Goal of the exercise: Copy each line below that contains "utils".

BEGIN

use crate::utils::error::{ChainError, Result};
use crate::utils::validation::{
    validate_non_empty_list, validate_non_empty_string, validate_path, validate_positive_number,
    validate_required_field, Validate,
};
use serde::{Deserialize, Serialize};
use serde_json::Value;
use std::fmt;
use std::path::Path;

/// A single pipeline run described in TOML.
#[derive(Debug, Clone, Serialize, Deserialize)]
pub struct JobConfig {
    pub job: JobSection,
    pub source: SourceConfig,
    #[serde(default)]
    pub steps: Vec<StepConfig>,
    pub sink: SinkConfig,
    #[serde(default)]
    pub error_handling: ErrorHandlingConfig,
}

#[derive(Debug, Clone, Serialize, Deserialize)]
pub struct JobSection {
    pub name: String,
    pub description: Option<String>,
}

#[derive(Debug, Clone, Copy, PartialEq, Eq, Default, Serialize, Deserialize)]
#[serde(rename_all = "lowercase")]
pub enum DataFormat {
    #[default]
    Jsonl,
    Csv,
}

impl fmt::Display for DataFormat {
    fn fmt(&self, f: &mut fmt::Formatter<'_>) -> fmt::Result {
        match self {
            DataFormat::Jsonl => write!(f, "jsonl"),
            DataFormat::Csv => write!(f, "csv"),
        }
    }
}

#[derive(Debug, Clone, Serialize, Deserialize)]
pub struct SourceConfig {
    pub path: String,
    #[serde(default)]
    pub format: DataFormat,
    /// CSV only: column names for a file without a header row.
    pub fieldnames: Option<Vec<String>>,
}

#[derive(Debug, Clone, Serialize, Deserialize)]
pub struct SinkConfig {
    pub path: String,
    #[serde(default)]
    pub format: DataFormat,
    /// CSV only: the columns to write, in order.
    pub fieldnames: Option<Vec<String>>,
    #[serde(default)]
    pub append: bool,
}

#[derive(Debug, Clone, Copy, PartialEq, Eq, Default, Serialize, Deserialize)]
#[serde(rename_all = "lowercase")]
pub enum ErrorPolicy {
    Skip,
    #[default]
    Abort,
}

#[derive(Debug, Clone, Default, Serialize, Deserialize)]
pub struct ErrorHandlingConfig {
    #[serde(default)]
    pub on_error: ErrorPolicy,
}

fn default_step() -> usize {
    1
}

/// One combinator applied to every record, in file order.
#[derive(Debug, Clone, PartialEq, Serialize, Deserialize)]
#[serde(tag = "op", rename_all = "snake_case")]
pub enum StepConfig {
    KeepKeys {
        keys: Vec<String>,
    },
    DropKey {
        key: String,
    },
    RenameKey {
        from: String,
        to: String,
        #[serde(default)]
        strict: bool,
    },
    SetKey {
        key: String,
        value: Value,
    },
    /// Sets `key` to the current UTC time.
    StampKey {
        key: String,
    },
    FilterEq {
        key: String,
        value: Value,
    },
    OmitEq {
        key: String,
        value: Value,
    },
    Slice {
        #[serde(default)]
        start: usize,
        stop: Option<usize>,
        #[serde(default = "default_step")]
        step: usize,
    },
    Join {
        key: String,
        path: String,
        #[serde(default)]
        format: DataFormat,
    },
}

impl fmt::Display for StepConfig {
    fn fmt(&self, f: &mut fmt::Formatter<'_>) -> fmt::Result {
        match self {
            StepConfig::KeepKeys { keys } => write!(f, "keep_keys [{}]", keys.join(", ")),
            StepConfig::DropKey { key } => write!(f, "drop_key {}", key),
            StepConfig::RenameKey { from, to, strict } => {
                write!(f, "rename_key {} -> {}", from, to)?;
                if *strict {
                    write!(f, " (strict)")?;
                }
                Ok(())
            }
            StepConfig::SetKey { key, value } => write!(f, "set_key {} = {}", key, value),
            StepConfig::StampKey { key } => write!(f, "stamp_key {}", key),
            StepConfig::FilterEq { key, value } => write!(f, "filter_eq {} == {}", key, value),
            StepConfig::OmitEq { key, value } => write!(f, "omit_eq {} == {}", key, value),
            StepConfig::Slice { start, stop, step } => match stop {
                Some(stop) => write!(f, "slice {}..{} step {}", start, stop, step),
                None => write!(f, "slice {}.. step {}", start, step),
            },
            StepConfig::Join { key, path, format } => {
                write!(f, "join on {} with {} ({})", key, path, format)
            }
        }
    }
}

impl JobConfig {
    pub fn from_file<P: AsRef<Path>>(path: P) -> Result<Self> {
        let content = std::fs::read_to_string(&path)?;
        Self::from_toml_str(&content)
    }

    /// Parses a job, substituting `${VAR}` references from the environment first.
    pub fn from_toml_str(content: &str) -> Result<Self> {
        let processed = Self::substitute_env_vars(content)?;

        toml::from_str(&processed).map_err(|e| ChainError::config(format!("TOML parsing error: {}", e)))
    }

    /// Unset variables are left as written.
    fn substitute_env_vars(content: &str) -> Result<String> {
        use regex::Regex;
        let re = Regex::new(r"\$\{([^}]+)\}").map_err(|e| ChainError::config(e.to_string()))?;

        let result = re.replace_all(content, |caps: &regex::Captures| {
            let var_name = &caps[1];
            std::env::var(var_name).unwrap_or_else(|_| format!("${{{}}}", var_name))
        });

        Ok(result.into_owned())
    }

    pub fn skips_failures(&self) -> bool {
        self.error_handling.on_error == ErrorPolicy::Skip
    }
}

impl Validate for JobConfig {
    fn validate(&self) -> Result<()> {
        validate_non_empty_string("job.name", &self.job.name)?;
        validate_path("source.path", &self.source.path)?;
        if let Some(fieldnames) = &self.source.fieldnames {
            validate_non_empty_list("source.fieldnames", fieldnames)?;
        }

        validate_path("sink.path", &self.sink.path)?;
        if self.sink.format == DataFormat::Csv {
            let fieldnames = validate_required_field("sink.fieldnames", &self.sink.fieldnames)?;
            validate_non_empty_list("sink.fieldnames", fieldnames)?;
        }

        for step in &self.steps {
            step.validate()?;
        }
        Ok(())
    }
}

impl Validate for StepConfig {
    fn validate(&self) -> Result<()> {
        match self {
            StepConfig::KeepKeys { keys } => validate_non_empty_list("steps.keys", keys),
            StepConfig::DropKey { key }
            | StepConfig::SetKey { key, .. }
            | StepConfig::StampKey { key }
            | StepConfig::FilterEq { key, .. }
            | StepConfig::OmitEq { key, .. } => validate_non_empty_string("steps.key", key),
            StepConfig::RenameKey { from, to, .. } => {
                validate_non_empty_string("steps.from", from)?;
                validate_non_empty_string("steps.to", to)
            }
            StepConfig::Slice { step, .. } => validate_positive_number("steps.step", *step, 1),
            StepConfig::Join { key, path, .. } => {
                validate_non_empty_string("steps.key", key)?;
                validate_path("steps.path", path)
            }
        }
    }
}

END

Answer box:
use crate::utils::error::{ChainError, Result};
use crate::utils::validation::{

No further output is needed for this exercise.